— PROVIDED INFORMATION —
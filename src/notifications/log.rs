use async_trait::async_trait;
use tracing::info;

use super::{AlertNotifier, NotifyError};
use crate::db::entities::{alert, tracked_api};

/// Writes alerts to the log and nowhere else.
pub struct LogNotifier;

#[async_trait]
impl AlertNotifier for LogNotifier {
    async fn notify(
        &self,
        api: &tracked_api::Model,
        alert: &alert::Model,
    ) -> Result<(), NotifyError> {
        info!(
            api_id = api.id,
            alert_id = alert.id,
            alert_type = %alert.alert_type,
            severity = %alert.severity,
            title = %alert.title,
            "Alert opened."
        );
        Ok(())
    }
}
impl Scheduler {
    pub fn new(
        store: Arc<dyn HistoryStore>,
        prober: Arc<dyn Prober>,
        notifier: Arc<dyn AlertNotifier>,
        policy: ClassifierPolicy,
        config: SchedulerConfig,
    ) -> Self {
        let (shutdown, _) = watch::channel(false);
        let state = SchedulerState {
            slots: HashMap::new(),
            queue: BinaryHeap::new(),
            accepting: true,
            next_probe_id: 1,
            window_size: config.window_size,
        };
        Self {
            shared: Arc::new(Shared {
                store,
                prober,
                notifier,
                policy,
                permits: Semaphore::new(config.max_concurrent_probes.max(1)),
                config,
                state: Mutex::new(state),
                wake: Notify::new(),
                active_probes: AtomicUsize::new(0),
                drained: Notify::new(),
                shutdown,
            }),
            dispatcher: Mutex::new(None),
        }
    }

    pub fn config(&self) -> &SchedulerConfig {
        &self.shared.config
    }

    pub fn store(&self) -> &Arc<dyn HistoryStore> {
        &self.shared.store
    }

    /// Loads every active API from the store and starts dispatching.
    pub async fn start(&self) -> Result<usize, SchedulerError> {
        let apis = self.shared.store.load_active_apis().await?;
        let count = apis.len();
        {
            let mut state = self.shared.state();
            for api in apis {
                let due = due_at(api.next_check_at);
                state.track(api, Some(due));
            }
        }

        let mut dispatcher = lock(&self.dispatcher);
        if dispatcher.is_none() {
            let shutdown_rx = self.shared.shutdown.subscribe();
            *dispatcher = Some(tokio::spawn(run_dispatcher(
                self.shared.clone(),
                shutdown_rx,
            )));
        }
        info!(apis = count, "Health-check scheduler started.");
        Ok(count)
    }

    pub async fn register(
        &self,
        user_id: i32,
        settings: ApiSettings,
    ) -> Result<tracked_api::Model, SchedulerError> {
        if !self.shared.state().accepting {
            return Err(SchedulerError::ShuttingDown);
        }
        let delay = self.shared.config.first_check_delay();
        let now = Utc::now();
        let first_check =
            now + chrono::Duration::from_std(delay).unwrap_or_else(|_| chrono::Duration::zero());
        let api = self
            .shared
            .store
            .insert_api(user_id, settings, first_check, now)
            .await?;

        self.shared
            .state()
            .track(api.clone(), Some(Instant::now() + delay));
        self.shared.wake.notify_one();
        info!(api_id = api.id, user_id, name = %api.name, "Tracked API registered.");
        Ok(api)
    }

    /// Applies owner edits. Any edit lifts a sticky DEPRECATED status. A new
    /// interval takes effect from the last check.
    pub async fn update_api(
        &self,
        api_id: i32,
        settings: ApiSettings,
    ) -> Result<Option<tracked_api::Model>, SchedulerError> {
        let apply_lock = self.apply_lock(api_id);
        let _guard = match &apply_lock {
            Some(l) => Some(l.lock().await),
            None => None,
        };

        let Some(updated) = self
            .shared
            .store
            .update_api(api_id, settings, true, Utc::now())
            .await?
        else {
            return Ok(None);
        };

        {
            let mut guard = self.shared.state();
            let state = &mut *guard;
            let reschedule = match state.slots.get_mut(&api_id) {
                Some(slot) if slot.phase == SlotPhase::Deleted => None,
                Some(slot) => {
                    let cadence_changed = slot.api.check_interval_seconds
                        != updated.check_interval_seconds
                        || slot.api.is_active != updated.is_active;
                    if slot.api.current_status == ApiStatus::Deprecated
                        && updated.current_status != ApiStatus::Deprecated
                    {
                        slot.window.clear();
                    }
                    slot.api = updated.clone();
                    if !updated.is_active {
                        Some(None)
                    } else if cadence_changed {
                        Some(Some(due_after_edit(&updated)))
                    } else {
                        None
                    }
                }
                None => {
                    if updated.is_active {
                        state.track(updated.clone(), Some(due_at(updated.next_check_at)));
                    }
                    None
                }
            };
            match reschedule {
                Some(Some(due)) => state.schedule(api_id, due),
                Some(None) => state.unschedule(api_id),
                None => {}
            }
        }
        self.shared.wake.notify_one();
        debug!(api_id, "Tracked API updated.");
        Ok(Some(updated))
    }

    /// Removes the API. A probe still in flight finishes but its result is
    /// discarded.
    pub async fn delete_api(&self, api_id: i32) -> Result<bool, SchedulerError> {
        let apply_lock = self.apply_lock(api_id);
        let _guard = match &apply_lock {
            Some(l) => Some(l.lock().await),
            None => None,
        };

        let deleted = self.shared.store.delete_api(api_id).await?;
        {
            let mut guard = self.shared.state();
            let state = &mut *guard;
            if let Some(slot) = state.slots.get_mut(&api_id) {
                slot.generation += 1;
                slot.next_due = None;
                if slot.phase == SlotPhase::Probing {
                    slot.phase = SlotPhase::Deleted;
                } else {
                    state.slots.remove(&api_id);
                }
            }
        }
        if deleted {
            info!(api_id, "Tracked API deleted.");
        }
        Ok(deleted)
    }

    /// Makes sure an API loaded outside the scheduler (e.g. an inactive one)
    /// has a slot, so it can be checked on demand.
    pub fn ensure_tracked(&self, api: &tracked_api::Model) {
        let mut state = self.shared.state();
        if state.slots.contains_key(&api.id) {
            return;
        }
        let due = api.is_active.then(|| due_at(api.next_check_at));
        state.track(api.clone(), due);
        drop(state);
        self.shared.wake.notify_one();
    }

    /// Probes now without touching the regular cadence. Joins the in-flight
    /// probe instead when there is one.
    pub async fn check_now(&self, api_id: i32) -> CheckResult {
        let (rx, ticket) = {
            let mut guard = self.shared.state();
            let state = &mut *guard;
            if !state.accepting {
                return Err(SchedulerError::ShuttingDown);
            }
            let Some(slot) = state.slots.get_mut(&api_id) else {
                return Err(SchedulerError::ApiNotFound(api_id));
            };
            let (tx, rx) = oneshot::channel();
            match slot.phase {
                SlotPhase::Deleted => return Err(SchedulerError::Deleted(api_id)),
                SlotPhase::Probing => {
                    if let Some(in_flight) = slot.in_flight.as_mut() {
                        in_flight.waiters.push(tx);
                    }
                    debug!(api_id, "Check requested while a probe is in flight; joining it.");
                    (rx, None)
                }
                SlotPhase::Idle => (rx, state.begin_probe(api_id, false, Some(tx))),
            }
        };
        if let Some(ticket) = ticket {
            spawn_probe(self.shared.clone(), ticket);
        }
        rx.await.map_err(|_| SchedulerError::ShuttingDown)?
    }

    /// Stops dispatching, then waits (bounded) for in-flight probes.
    pub async fn shutdown(&self) {
        {
            let mut state = self.shared.state();
            state.accepting = false;
            state.queue.clear();
        }
        self.shared.shutdown.send_replace(true);

        let handle = lock(&self.dispatcher).take();
        if let Some(handle) = handle {
            if let Err(e) = handle.await {
                warn!(error = %e, "Dispatcher task ended abnormally.");
            }
        }

        let shared = &self.shared;
        let drain = async {
            loop {
                let notified = shared.drained.notified();
                if shared.active_probes.load(Ordering::SeqCst) == 0 {
                    break;
                }
                notified.await;
            }
        };
        match tokio::time::timeout(shared.config.drain_timeout(), drain).await {
            Ok(()) => info!("Health-check scheduler stopped; no probes in flight."),
            Err(_) => warn!(
                in_flight = shared.active_probes.load(Ordering::SeqCst),
                "Drain timeout elapsed with probes still in flight."
            ),
        }
    }

    pub fn phase(&self, api_id: i32) -> Option<SlotPhase> {
        self.shared.state().slots.get(&api_id).map(|s| s.phase)
    }

    pub fn next_due(&self, api_id: i32) -> Option<Instant> {
        self.shared.state().slots.get(&api_id).and_then(|s| s.next_due)
    }

    pub fn in_flight(&self) -> usize {
        self.shared.active_probes.load(Ordering::SeqCst)
    }

    pub fn tracked_apis(&self) -> usize {
        self.shared.state().slots.len()
    }

    fn apply_lock(&self, api_id: i32) -> Option<Arc<tokio::sync::Mutex<()>>> {
        self.shared
            .state()
            .slots
            .get(&api_id)
            .map(|s| s.apply_lock.clone())
    }
}
//! Configuration types for gestar-scraper

use serde::{Deserialize, Serialize};
use std::path::PathBuf;
use std::time::Duration;

/// Base URL of the Gestar resolution portal
pub const DEFAULT_BASE_URL: &str =
    "http://www.montevideo.gub.uy/asl/sistemas/Gestar/resoluci.nsf";

/// Main configuration for [`Scraper`](crate::Scraper)
///
/// Every field has a sensible default mirroring the portal's production
/// crawl; `Config::default()` works out of the box.
#[derive(Clone, Debug, Serialize, Deserialize)]
pub struct Config {
    /// Portal base URL (default: the Montevideo Gestar host)
    #[serde(default = "default_base_url")]
    pub base_url: String,

    /// Output folder for per-date `.jsonl` partitions (default: "resolutions/")
    #[serde(default = "default_output_dir")]
    pub output_dir: PathBuf,

    /// Number of concurrent day workers, at least 1 (default: 1)
    #[serde(default = "default_concurrency")]
    pub concurrency: usize,

    /// Process only this many dates, sampled uniformly at random without
    /// replacement (None = all dates)
    #[serde(default)]
    pub limit: Option<usize>,

    /// Embed the serialized source document in each record (default: true)
    #[serde(default = "default_true")]
    pub include_html: bool,

    /// `Count` cap sent to the portal's listing views (default: 30000)
    ///
    /// A soft limit: the portal renders flat listings with no pagination, so
    /// entries beyond the cap are silently truncated.
    #[serde(default = "default_count_cap")]
    pub count_cap: u32,

    /// Retry policy for transport failures
    #[serde(default)]
    pub retry: RetryPolicy,
}

impl Default for Config {
    fn default() -> Self {
        Self {
            base_url: default_base_url(),
            output_dir: default_output_dir(),
            concurrency: default_concurrency(),
            limit: None,
            include_html: true,
            count_cap: default_count_cap(),
            retry: RetryPolicy::default(),
        }
    }
}

/// Retry policy for transport failures
///
/// The portal drops connections under load rather than answering with error
/// statuses, so the policy is deliberately simple: a fixed budget of attempts
/// with a fixed delay between them. Tests inject a zero-delay policy.
#[derive(Clone, Copy, Debug, Serialize, Deserialize)]
pub struct RetryPolicy {
    /// Total attempts before giving up (default: 5)
    #[serde(default = "default_max_attempts")]
    pub max_attempts: u32,

    /// Fixed delay between attempts (default: 1 second)
    #[serde(default = "default_retry_delay", with = "duration_serde")]
    pub delay: Duration,
}

impl Default for RetryPolicy {
    fn default() -> Self {
        Self {
            max_attempts: 5,
            delay: Duration::from_secs(1),
        }
    }
}

fn default_base_url() -> String {
    DEFAULT_BASE_URL.to_string()
}

fn default_output_dir() -> PathBuf {
    PathBuf::from("resolutions/")
}

fn default_concurrency() -> usize {
    1
}

fn default_true() -> bool {
    true
}

fn default_count_cap() -> u32 {
    30_000
}

fn default_max_attempts() -> u32 {
    5
}

fn default_retry_delay() -> Duration {
    Duration::from_secs(1)
}

// Duration serialization helper (whole seconds)
mod duration_serde {
    use serde::{Deserialize, Deserializer, Serializer};
    use std::time::Duration;

    pub fn serialize<S>(duration: &Duration, serializer: S) -> Result<S::Ok, S::Error>
    where
        S: Serializer,
    {
        serializer.serialize_u64(duration.as_secs())
    }

    pub fn deserialize<'de, D>(deserializer: D) -> Result<Duration, D::Error>
    where
        D: Deserializer<'de>,
    {
        let secs = u64::deserialize(deserializer)?;
        Ok(Duration::from_secs(secs))
    }
}
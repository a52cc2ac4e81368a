//! The crawl pipeline
//!
//! [`Scraper`] ties the pieces together: the two-level index walk, per-day
//! aggregation, the bounded worker pool, and the single consumer loop that
//! owns every sink write.

use crate::config::Config;
use crate::error::{Error, Result};
use crate::extract::{self, Extractor};
use crate::fetcher::Fetcher;
use crate::index;
use crate::sink;
use crate::types::{Event, Resolution};
use rand::seq::SliceRandom;
use std::sync::Arc;
use tokio::sync::{Semaphore, broadcast, mpsc};
use url::Url;

/// Capacity of the progress event channel; laggards lose events, the
/// pipeline never blocks on them
const EVENT_CAPACITY: usize = 64;

/// Handle over the whole fetch-parse-persist pipeline
///
/// Cheap to clone; clones share the HTTP connection pool, the compiled
/// selector table and the event channel.
#[derive(Clone)]
pub struct Scraper {
    config: Arc<Config>,
    base: Url,
    fetcher: Fetcher,
    extractor: Arc<Extractor>,
    event_tx: broadcast::Sender<Event>,
}

impl std::fmt::Debug for Scraper {
    fn fmt(&self, f: &mut std::fmt::Formatter<'_>) -> std::fmt::Result {
        f.debug_struct("Scraper")
            .field("config", &self.config)
            .field("base", &self.base)
            .finish_non_exhaustive()
    }
}

impl Scraper {
    /// Create a scraper from a validated configuration
    ///
    /// Fails on a zero concurrency, an unparsable base URL, or a selector
    /// table that does not compile.
    pub fn new(config: Config) -> Result<Self> {
        if config.concurrency == 0 {
            return Err(Error::Config {
                message: "concurrency must be at least 1".to_string(),
            });
        }
        let base = Url::parse(&config.base_url)?;
        let fetcher = Fetcher::new(config.retry);
        let extractor = Arc::new(Extractor::new()?);
        let (event_tx, _) = broadcast::channel(EVENT_CAPACITY);

        Ok(Self {
            config: Arc::new(config),
            base,
            fetcher,
            extractor,
            event_tx,
        })
    }

    /// Subscribe to progress events
    pub fn subscribe(&self) -> broadcast::Receiver<Event> {
        self.event_tx.subscribe()
    }

    /// Fetch the full ascending date listing
    pub async fn list_dates(&self) -> Result<Vec<String>> {
        let url = index::dates_url(&self.config.base_url, self.config.count_cap);
        let bytes = self.fetcher.fetch(&url).await?;
        let text = extract::decode_document(&url, &bytes)?;
        index::parse_dates(text)
    }

    /// Fetch the resolution URL listing for one date
    pub async fn resolution_urls_for_day(&self, date: &str) -> Result<Vec<String>> {
        let url = index::day_url(&self.config.base_url, date, self.config.count_cap);
        let bytes = self.fetcher.fetch(&url).await?;
        let text = extract::decode_document(&url, &bytes)?;
        index::parse_resolution_links(text, &self.base)
    }

    /// Fetch and extract a single resolution document
    pub async fn fetch_resolution(&self, url: &str, date: &str) -> Result<Resolution> {
        let bytes = self.fetcher.fetch(url).await?;
        self.extractor
            .extract(url, &bytes, date, self.config.include_html)
    }

    /// Aggregate one day's records, sequentially, in listing order
    ///
    /// Errors are not caught per URL: one failed fetch or parse aborts the
    /// whole day's batch.
    pub async fn fetch_day(&self, date: &str) -> Result<Vec<Resolution>> {
        let urls = self.resolution_urls_for_day(date).await?;
        let mut records = Vec::with_capacity(urls.len());
        for url in &urls {
            records.push(self.fetch_resolution(url, date).await?);
        }
        tracing::info!(date, records = records.len(), "day aggregated");
        Ok(records)
    }

    /// Run the full pipeline and return the total record count
    ///
    /// One worker task per scheduled date, gated by a semaphore of
    /// `concurrency` permits; submission follows date-list order, completions
    /// are consumed in arrival order. All sink writes happen here in the
    /// consumer loop, so partitions need no locking. The first failed day
    /// aborts the run with that day's error; partitions already written
    /// stay on disk and a re-run appends to them.
    pub async fn run(&self) -> Result<usize> {
        let dates = self.list_dates().await?;
        let found = dates.len();
        let scheduled = self.sample_dates(dates)?;
        tracing::info!(found, scheduled = scheduled.len(), "date index fetched");
        let _ = self.event_tx.send(Event::DatesDiscovered {
            found,
            scheduled: scheduled.len(),
        });

        let semaphore = Arc::new(Semaphore::new(self.config.concurrency));
        let (tx, mut rx) = mpsc::channel(scheduled.len().max(1));
        for date in scheduled {
            let scraper = self.clone();
            let semaphore = Arc::clone(&semaphore);
            let tx = tx.clone();
            tokio::spawn(async move {
                // The driver never closes the semaphore
                let Ok(_permit) = semaphore.acquire().await else {
                    return;
                };
                let result = scraper.fetch_day(&date).await;
                let _ = tx.send((date, result)).await;
            });
        }
        drop(tx);

        let mut total = 0usize;
        while let Some((date, result)) = rx.recv().await {
            let mut records = result?;
            sink::write_day(&self.config.output_dir, &date, &mut records)?;
            total += records.len();
            let _ = self.event_tx.send(Event::DayCompleted {
                date,
                records: records.len(),
            });
        }
        Ok(total)
    }

    /// Down-sample the date list to `limit` dates, uniformly without
    /// replacement; asking for more dates than exist is an error, not a
    /// clamp
    fn sample_dates(&self, dates: Vec<String>) -> Result<Vec<String>> {
        match self.config.limit {
            Some(limit) if limit > dates.len() => Err(Error::Config {
                message: format!(
                    "limit {limit} exceeds the {} available dates",
                    dates.len()
                ),
            }),
            Some(limit) => {
                let mut rng = rand::thread_rng();
                Ok(dates.choose_multiple(&mut rng, limit).cloned().collect())
            }
            None => Ok(dates),
        }
    }
}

— INSTRUCTIONS FOR THE TASK —
Lines of the material that hold the word "RetryPolicy" should be counted, and the number alone given.

— WRITTEN RESPONSE —
4